Here in Pagosa Springs, we are served by a public health agency called San Juan Basin Public Health. The agency has been around for about 70 years, but the people working there have never seen anything quite like the COVID pandemic. As a result, they’ve been dealt a good deal of criticism from both extremes of the political spectrum. We recently found out that two of the three Archuleta County Commissioners want to explore the idea of ending our community’s relationship with SJBPH, in the midst of the current health crisis. You can read about that issue here.

SJBPH has been posting limited COVID data on a website dashboard, and although the information is basically anecdotal, some of us have been paying attention to it.

Although this information appears to be scientific, I consider it to be anecdotal for several reasons. First, we still don’t know if the tests are accurately measuring infections by the SARS-CoV-2 virus. Second, the data comes from various sources that may, or may not, be reliable. Third, many people are asymptomatic or simply think they have the common cold. Fourth, some people are avoiding hospitals and testing facilities like the plague, and choosing to self-treat.

The chart is additionally anecdotal because I am sharing it with you in a Daily Post editorial, without being able to vouch for any of the information.

And speaking of testing, here’s another chart from the SJBPH website.

To quickly summarize all this anecdotal information: it would appear that the death rate in Archuleta County, among those who’ve been officially diagnosed with COVID, is 0.00%.

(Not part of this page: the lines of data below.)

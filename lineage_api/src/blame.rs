use serde::{Deserialize, Serialize};

/// Revision identifier as reported by a blame source.
pub type RevisionNumber = u64;

/// Provenance of a single line at a point in history.
#[derive(Debug, Clone, PartialEq, Eq, Serialize, Deserialize)]
pub struct BlameLine {
    /// 1-based line number reported by the source.
    pub line_number: u32,
    /// Line content without its terminator.
    pub text: String,
    /// Author of the revision that last touched the line.
    pub author: String,
    /// Revision that last touched the line.
    pub revision: RevisionNumber,
    /// Revision the line was merged in at, when the source tracks merges.
    #[serde(default)]
    pub merged_revision: Option<RevisionNumber>,
}

impl BlameLine {
    /// Convenience constructor for lines without merge attribution.
    pub fn new(
        line_number: u32,
        text: impl Into<String>,
        author: impl Into<String>,
        revision: RevisionNumber,
    ) -> Self {
        Self {
            line_number,
            text: text.into(),
            author: author.into(),
            revision,
            merged_revision: None,
        }
    }

    /// Attach a merged revision to the line.
    #[must_use]
    pub fn merged_at(mut self, revision: RevisionNumber) -> Self {
        self.merged_revision = Some(revision);
        self
    }

    /// Revision shown in rendered blame: the merged revision when present.
    pub const fn display_revision(&self) -> RevisionNumber {
        match self.merged_revision {
            Some(merged) => merged,
            None => self.revision,
        }
    }
}

/// Ordered blame of a whole file, index-aligned with the file's lines.
#[derive(Debug, Clone, Default, PartialEq, Eq, Serialize, Deserialize)]
pub struct FileBlame {
    /// Lines in file order.
    #[serde(default)]
    pub lines: Vec<BlameLine>,
}

impl FileBlame {
    /// Blame with no lines, used when a file cannot be blamed.
    pub const fn empty() -> Self {
        Self { lines: Vec::new() }
    }

    /// Number of lines in the blame.
    pub fn len(&self) -> usize {
        self.lines.len()
    }

    /// Whether the blame has no lines.
    pub fn is_empty(&self) -> bool {
        self.lines.is_empty()
    }

    /// Iterate over the lines in order.
    pub fn iter(&self) -> std::slice::Iter<'_, BlameLine> {
        self.lines.iter()
    }
}

impl From<Vec<BlameLine>> for FileBlame {
    fn from(lines: Vec<BlameLine>) -> Self {
        Self { lines }
    }
}

impl FromIterator<BlameLine> for FileBlame {
    fn from_iter<I: IntoIterator<Item = BlameLine>>(iter: I) -> Self {
        Self {
            lines: iter.into_iter().collect(),
        }
    }
}

impl<'a> IntoIterator for &'a FileBlame {
    type Item = &'a BlameLine;
    type IntoIter = std::slice::Iter<'a, BlameLine>;

    fn into_iter(self) -> Self::IntoIter {
        self.lines.iter()
    }
}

Dr. Rushworth is predicting, anecdotally, a much higher death rate for infected people in Sweden: 0.12%.

We have other powerful anecdotal sources at our disposal. Wikipedia, for example, has a web page, here, that shares anecdotal data as reported by Johns Hopkins Coronavirus Resource Center. When I visited the page, it had been updated to August 13, 2020.

The death rate, for people who had been diagnosed with COVID-19 — the disease allegedly caused by the SARS-CoV-2 virus — varies dramatically across the globe. The death rate in Belgium, for example, is 13.1%. That’s 100 times higher than the rate suggested by Dr. Rushworth for the country of Sweden. Johns Hopkins, however, calculates the death rate for Sweden at 6.9%, and the death rate for diagnosed cases in the US as 3.2%.

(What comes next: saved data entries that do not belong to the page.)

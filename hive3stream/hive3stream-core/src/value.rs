//! Intermediate representation of values carried by self-describing records.

use std::{
    fmt::{self, Display, Formatter},
    str::FromStr,
    sync::Arc,
};

use chrono::{DateTime, NaiveDate, NaiveDateTime, NaiveTime};
use rust_decimal::{
    Decimal,
    prelude::{FromPrimitive, ToPrimitive},
};

use crate::error::ValueError;

/// Date format used when a date field declares none.
pub const DEFAULT_DATE_FORMAT: &str = "%Y-%m-%d";

/// Timestamp forms accepted when no declared format matches.
///
/// `%.f` makes the fractional part optional, so both
/// `2020-01-01 00:00:00` and `2020-01-01 00:00:00.123456789` parse.
pub const DEFAULT_TIMESTAMP_FORMATS: &[&str] = &["%Y-%m-%d %H:%M:%S%.f", "%Y-%m-%dT%H:%M:%S%.f"];

/// Value carried by a record field.
///
/// Conversions are lenient in the way record readers are: numbers widen and
/// narrow with range checks, and text parses into the requested type.
#[derive(Debug, Clone, PartialEq)]
pub enum Value {
    Null,
    Bool(bool),
    Int(i32),
    Long(i64),
    Float(f32),
    Double(f64),
    Decimal(Decimal),
    String(Arc<str>),
    Bytes(Arc<[u8]>),
    Date(NaiveDate),
    Timestamp(NaiveDateTime),
    Array(Vec<Value>),
    Map(Vec<(String, Value)>),
    Record(Vec<(String, Value)>),
}

impl Value {
    pub fn string(s: impl AsRef<str>) -> Self {
        Self::String(Arc::from(s.as_ref()))
    }

    pub fn bytes(b: impl AsRef<[u8]>) -> Self {
        Self::Bytes(Arc::from(b.as_ref()))
    }

    pub fn is_null(&self) -> bool {
        matches!(self, Value::Null)
    }

    pub fn to_i32(&self) -> Result<Option<i32>, ValueError> {
        self.to_i64()?
            .map(|v| i32::try_from(v).map_err(|_| out_of_range(v, "int")))
            .transpose()
    }

    pub fn to_i64(&self) -> Result<Option<i64>, ValueError> {
        match self {
            Value::Null => Ok(None),
            Value::Int(v) => Ok(Some(i64::from(*v))),
            Value::Long(v) => Ok(Some(*v)),
            Value::Float(v) => truncate_f64(f64::from(*v)).map(Some),
            Value::Double(v) => truncate_f64(*v).map(Some),
            Value::Decimal(d) => d
                .trunc()
                .to_i64()
                .map(Some)
                .ok_or_else(|| out_of_range(d, "long")),
            Value::String(s) => s
                .trim()
                .parse::<i64>()
                .map(Some)
                .map_err(|_| unparseable(s, "long")),
            _ => Err(self.type_mismatch("integer")),
        }
    }

    pub fn to_bool(&self) -> Result<Option<bool>, ValueError> {
        match self {
            Value::Null => Ok(None),
            Value::Bool(v) => Ok(Some(*v)),
            Value::String(s) => {
                let t = s.trim();
                if t.eq_ignore_ascii_case("true") {
                    Ok(Some(true))
                } else if t.eq_ignore_ascii_case("false") {
                    Ok(Some(false))
                } else {
                    Err(unparseable(s, "boolean"))
                }
            }
            _ => Err(self.type_mismatch("boolean")),
        }
    }

    pub fn to_f32(&self) -> Result<Option<f32>, ValueError> {
        match self {
            Value::Float(v) => Ok(Some(*v)),
            other => Ok(other.to_f64()?.map(|v| v as f32)),
        }
    }

    pub fn to_f64(&self) -> Result<Option<f64>, ValueError> {
        match self {
            Value::Null => Ok(None),
            Value::Int(v) => Ok(Some(f64::from(*v))),
            Value::Long(v) => Ok(Some(*v as f64)),
            Value::Float(v) => Ok(Some(f64::from(*v))),
            Value::Double(v) => Ok(Some(*v)),
            Value::Decimal(d) => d.to_f64().map(Some).ok_or_else(|| out_of_range(d, "double")),
            Value::String(s) => s
                .trim()
                .parse::<f64>()
                .map(Some)
                .map_err(|_| unparseable(s, "double")),
            _ => Err(self.type_mismatch("floating point")),
        }
    }

    pub fn to_decimal(&self) -> Result<Option<Decimal>, ValueError> {
        match self {
            Value::Null => Ok(None),
            Value::Int(v) => Ok(Some(Decimal::from(*v))),
            Value::Long(v) => Ok(Some(Decimal::from(*v))),
            Value::Float(v) => Decimal::from_f32(*v)
                .map(Some)
                .ok_or_else(|| out_of_range(v, "decimal")),
            Value::Double(v) => Decimal::from_f64(*v)
                .map(Some)
                .ok_or_else(|| out_of_range(v, "decimal")),
            Value::Decimal(d) => Ok(Some(*d)),
            Value::String(s) => {
                let t = s.trim();
                Decimal::from_str(t)
                    .or_else(|_| Decimal::from_scientific(t))
                    .map(Some)
                    .map_err(|_| unparseable(s, "decimal"))
            }
            _ => Err(self.type_mismatch("decimal")),
        }
    }

    /// Render any scalar as text. Compound values are rejected.
    pub fn to_text(&self) -> Result<Option<String>, ValueError> {
        match self {
            Value::Null => Ok(None),
            Value::String(s) => Ok(Some(s.to_string())),
            Value::Bytes(b) => Ok(Some(String::from_utf8_lossy(b).into_owned())),
            Value::Array(_) | Value::Map(_) | Value::Record(_) => {
                Err(self.type_mismatch("scalar"))
            }
            scalar => Ok(Some(scalar.to_string())),
        }
    }

    /// Extract a byte sequence. Arrays must hold integers in `-128..=255`.
    pub fn to_bytes(&self) -> Result<Option<Vec<u8>>, ValueError> {
        match self {
            Value::Null => Ok(None),
            Value::Bytes(b) => Ok(Some(b.to_vec())),
            Value::String(s) => Ok(Some(s.as_bytes().to_vec())),
            Value::Array(items) => items
                .iter()
                .map(|item| match item.to_i64()? {
                    Some(v @ -128..=-1) => Ok(v as i8 as u8),
                    Some(v @ 0..=255) => Ok(v as u8),
                    Some(v) => Err(out_of_range(v, "byte")),
                    None => Err(item.type_mismatch("byte")),
                })
                .collect::<Result<Vec<u8>, _>>()
                .map(Some),
            _ => Err(self.type_mismatch("bytes")),
        }
    }

    pub fn to_array(&self) -> Result<Option<Vec<Value>>, ValueError> {
        match self {
            Value::Null => Ok(None),
            Value::Array(items) => Ok(Some(items.clone())),
            Value::Bytes(b) => Ok(Some(b.iter().map(|v| Value::Int(i32::from(*v))).collect())),
            _ => Err(self.type_mismatch("array")),
        }
    }

    /// Extract a date, parsing text with `format` (strftime syntax) or
    /// [`DEFAULT_DATE_FORMAT`]. Numbers are epoch milliseconds.
    pub fn to_date(&self, format: Option<&str>) -> Result<Option<NaiveDate>, ValueError> {
        match self {
            Value::Null => Ok(None),
            Value::Date(d) => Ok(Some(*d)),
            Value::Timestamp(ts) => Ok(Some(ts.date())),
            Value::Int(_)
            | Value::Long(_)
            | Value::Float(_)
            | Value::Double(_)
            | Value::Decimal(_) => {
                let millis = self.to_i64()?.unwrap_or_default();
                epoch_millis(millis).map(|ts| Some(ts.date()))
            }
            Value::String(s) => {
                NaiveDate::parse_from_str(s.trim(), format.unwrap_or(DEFAULT_DATE_FORMAT))
                    .map(Some)
                    .map_err(|_| unparseable(s, "date"))
            }
            _ => Err(self.type_mismatch("date")),
        }
    }

    /// Extract a timestamp. Text is tried against `format` first, then
    /// [`DEFAULT_TIMESTAMP_FORMATS`], see [`parse_timestamp`]. Numbers are
    /// epoch milliseconds; fractional milliseconds are truncated.
    pub fn to_timestamp(&self, format: Option<&str>) -> Result<Option<NaiveDateTime>, ValueError> {
        match self {
            Value::Null => Ok(None),
            Value::Timestamp(ts) => Ok(Some(*ts)),
            Value::Date(d) => Ok(Some(d.and_time(NaiveTime::MIN))),
            Value::Int(_)
            | Value::Long(_)
            | Value::Float(_)
            | Value::Double(_)
            | Value::Decimal(_) => {
                let millis = self.to_i64()?.unwrap_or_default();
                epoch_millis(millis).map(Some)
            }
            Value::String(s) => {
                let text = s.trim();
                format
                    .into_iter()
                    .chain(DEFAULT_TIMESTAMP_FORMATS.iter().copied())
                    .find_map(|fmt| parse_timestamp(text, fmt))
                    .map(Some)
                    .ok_or_else(|| unparseable(s, "timestamp"))
            }
            _ => Err(self.type_mismatch("timestamp")),
        }
    }

    pub fn type_mismatch(&self, expected: &'static str) -> ValueError {
        ValueError::TypeMismatch {
            expected,
            actual: self.variant_name(),
        }
    }

    pub fn variant_name(&self) -> &'static str {
        match self {
            Value::Null => "Null",
            Value::Bool(_) => "Bool",
            Value::Int(_) => "Int",
            Value::Long(_) => "Long",
            Value::Float(_) => "Float",
            Value::Double(_) => "Double",
            Value::Decimal(_) => "Decimal",
            Value::String(_) => "String",
            Value::Bytes(_) => "Bytes",
            Value::Date(_) => "Date",
            Value::Timestamp(_) => "Timestamp",
            Value::Array(_) => "Array",
            Value::Map(_) => "Map",
            Value::Record(_) => "Record",
        }
    }
}

impl Display for Value {
    fn fmt(&self, f: &mut Formatter<'_>) -> fmt::Result {
        match self {
            Value::Null => f.write_str("null"),
            Value::Bool(v) => write!(f, "{v}"),
            Value::Int(v) => write!(f, "{v}"),
            Value::Long(v) => write!(f, "{v}"),
            Value::Float(v) => write!(f, "{v}"),
            Value::Double(v) => write!(f, "{v}"),
            Value::Decimal(v) => write!(f, "{v}"),
            Value::String(v) => f.write_str(v),
            Value::Bytes(v) => write!(f, "{v:?}"),
            Value::Date(v) => write!(f, "{}", v.format(DEFAULT_DATE_FORMAT)),
            Value::Timestamp(v) => write!(f, "{}", v.format("%Y-%m-%d %H:%M:%S%.f")),
            Value::Array(items) => {
                f.write_str("[")?;
                for (i, item) in items.iter().enumerate() {
                    if i > 0 {
                        f.write_str(", ")?;
                    }
                    write!(f, "{item}")?;
                }
                f.write_str("]")
            }
            Value::Map(entries) | Value::Record(entries) => {
                f.write_str("{")?;
                for (i, (key, value)) in entries.iter().enumerate() {
                    if i > 0 {
                        f.write_str(", ")?;
                    }
                    write!(f, "{key}={value}")?;
                }
                f.write_str("}")
            }
        }
    }
}

/// Parse `text` as a timestamp with a strftime `format`.
///
/// Formats without time fields yield midnight of the parsed date.
pub fn parse_timestamp(text: &str, format: &str) -> Option<NaiveDateTime> {
    NaiveDateTime::parse_from_str(text, format)
        .ok()
        .or_else(|| {
            NaiveDate::parse_from_str(text, format)
                .ok()
                .map(|d| d.and_time(NaiveTime::MIN))
        })
}

fn truncate_f64(v: f64) -> Result<i64, ValueError> {
    let t = v.trunc();
    if t.is_finite() && t >= i64::MIN as f64 && t < i64::MAX as f64 {
        Ok(t as i64)
    } else {
        Err(out_of_range(v, "long"))
    }
}

fn epoch_millis(millis: i64) -> Result<NaiveDateTime, ValueError> {
    DateTime::from_timestamp_millis(millis)
        .map(|dt| dt.naive_utc())
        .ok_or_else(|| out_of_range(millis, "timestamp"))
}

fn out_of_range(value: impl Display, target: &'static str) -> ValueError {
    ValueError::OutOfRange {
        value: value.to_string(),
        target,
    }
}

fn unparseable(input: &str, target: &'static str) -> ValueError {
    ValueError::Unparseable {
        input: input.to_string(),
        target,
    }
}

As I said, the death rate, per diagnosed case, varies. The rate in Nepal is 0.4%, (91 deaths among 24,000 cases) and in Singapore, the rate is given as 0.0% (27 deaths among 55,000 cases.)

The death rates per capita show even more dramatic differences. The per capita death rate in Belgium is 87 fatalities per 100,000 (9,900 COVID deaths in a population 11.5 million.) But the rate in Vietnam is 0.02 fatalities per 100,000 (18 COVID deaths in a population of 97.1 million.)  That means the per capita death rate in Belgium is 4,000 times the rate in Vietnam.

We cannot hope, at this point in time, to claim that we understand the SARS-CoV-2 virus in any meaningful “scientific” manner… when all we have, really, is a bunch of anecdotes from different people living in different countries.

That doesn’t prevent us — humans that we are — from arrogantly claiming to know what’s going on.

Bill Hudson

Bill Hudson began sharing his opinions in the Pagosa Daily Post in 2004 and can't seem to break the habit. He claims that, in Pagosa Springs, opinions are like pickup trucks: everybody has one.